Abstract The prevalence of inflammatory bowel disease (IBD) is increasing worldwide, and the key risk factor is high sugar diet. The objective of this study was to investigate anti-inflammatory effects of turanose on IBD in a dextran sulfate sodium (DSS)-induced colitis mouse model. An amylosucrase from Neisseria sicca (NsiAS) was newly identified and successfully expressed. This enzyme exhibited optimal activity at 45 °C and pH 8.5. By utilizing this recombinant enzyme expressed in the E. coli host, turanose yield maximally reached 47% from 2.0 M sucrose. Colitis was induced with two 5-d cycles of 2.5% DSS in drinking water with a 10-d inter-cycle interval. Mice were fed AIN93G diet with 25% and 50% turanose replacement. Improved disease activity index scores, colon length, histopathological features, and myeloperoxidase activity were observed in the turanose supplemented group. Meanwhile, decreases in micro RNA (miR)-21 expression, histone acetylation, expression of pro-inflammatory cytokines, and phosphorylated ERK and STAT3 were observed in colon tissues.
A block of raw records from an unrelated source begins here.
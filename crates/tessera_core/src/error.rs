//! Error types for segmented virtual file operations.

use std::io;
use std::path::PathBuf;
use thiserror::Error;

/// Result type for segmented virtual file operations.
pub type TesseraResult<T> = Result<T, TesseraError>;

/// Errors that can occur when slicing, opening, or driving a segmented file.
#[derive(Debug, Error)]
pub enum TesseraError {
    /// An I/O error occurred.
    #[error("I/O error: {0}")]
    Io(#[from] io::Error),

    /// The manifest file could not be parsed.
    #[error("manifest parse error: {0}")]
    ManifestParse(#[from] serde_json::Error),

    /// The manifest format version is not recognized.
    ///
    /// No forward or backward compatibility is attempted; any version
    /// other than the current one is fatal at open.
    #[error("unsupported manifest version: {found}")]
    UnsupportedManifestVersion {
        /// The version found in the manifest file.
        found: u32,
    },

    /// The archive layout reported by the format inspector is unusable.
    #[error("invalid archive layout: {message}")]
    InvalidLayout {
        /// Description of the layout fault.
        message: String,
    },

    /// Seek to an offset not covered by any segment.
    #[error("seek outside of all segments: offset {offset}, total size {total}")]
    SeekOutOfRange {
        /// The requested logical offset.
        offset: u64,
        /// The total logical file size.
        total: u64,
    },

    /// A read or write request extends past the end of the active segment.
    ///
    /// A single request must lie entirely inside one segment; the caller
    /// is responsible for aligning its I/O pattern to segment boundaries.
    #[error(
        "request crosses segment boundary: offset {offset}, len {len}, segment ends at {segment_end}"
    )]
    CrossesSegment {
        /// The logical offset of the request.
        offset: u64,
        /// The requested length in bytes.
        len: usize,
        /// The logical end of the active segment.
        segment_end: u64,
    },

    /// A segment file yielded fewer bytes than its recorded size allows.
    ///
    /// The manifest disagrees with the on-disk state; this is an
    /// integrity fault, not a recoverable end-of-file condition.
    #[error("segment truncated: {path:?} yielded fewer than {requested} requested bytes")]
    SegmentTruncated {
        /// Path of the truncated segment file.
        path: PathBuf,
        /// Number of bytes the read requested.
        requested: usize,
    },

    /// The operation is a deliberate capability limitation.
    #[error("unsupported operation: {operation}")]
    Unsupported {
        /// Name of the unsupported operation.
        operation: &'static str,
    },

    /// The file has been closed.
    #[error("file is closed")]
    Closed,
}

impl TesseraError {
    /// Creates an invalid layout error.
    pub fn invalid_layout(message: impl Into<String>) -> Self {
        Self::InvalidLayout {
            message: message.into(),
        }
    }

    /// Creates an unsupported operation error.
    #[must_use]
    pub fn unsupported(operation: &'static str) -> Self {
        Self::Unsupported { operation }
    }
}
Notably, miR-21 and histone acetylation levels were found to positively correlated with expression of tumor necrosis factor α. In conclusion, turanose can attenuate colitis via regulatory effects on miRNA-21 expression and histone acetylation-related proinflammatory mediators. These findings also support further exploration of turanose as a potential therapeutic sugar substitute for patients with IBD.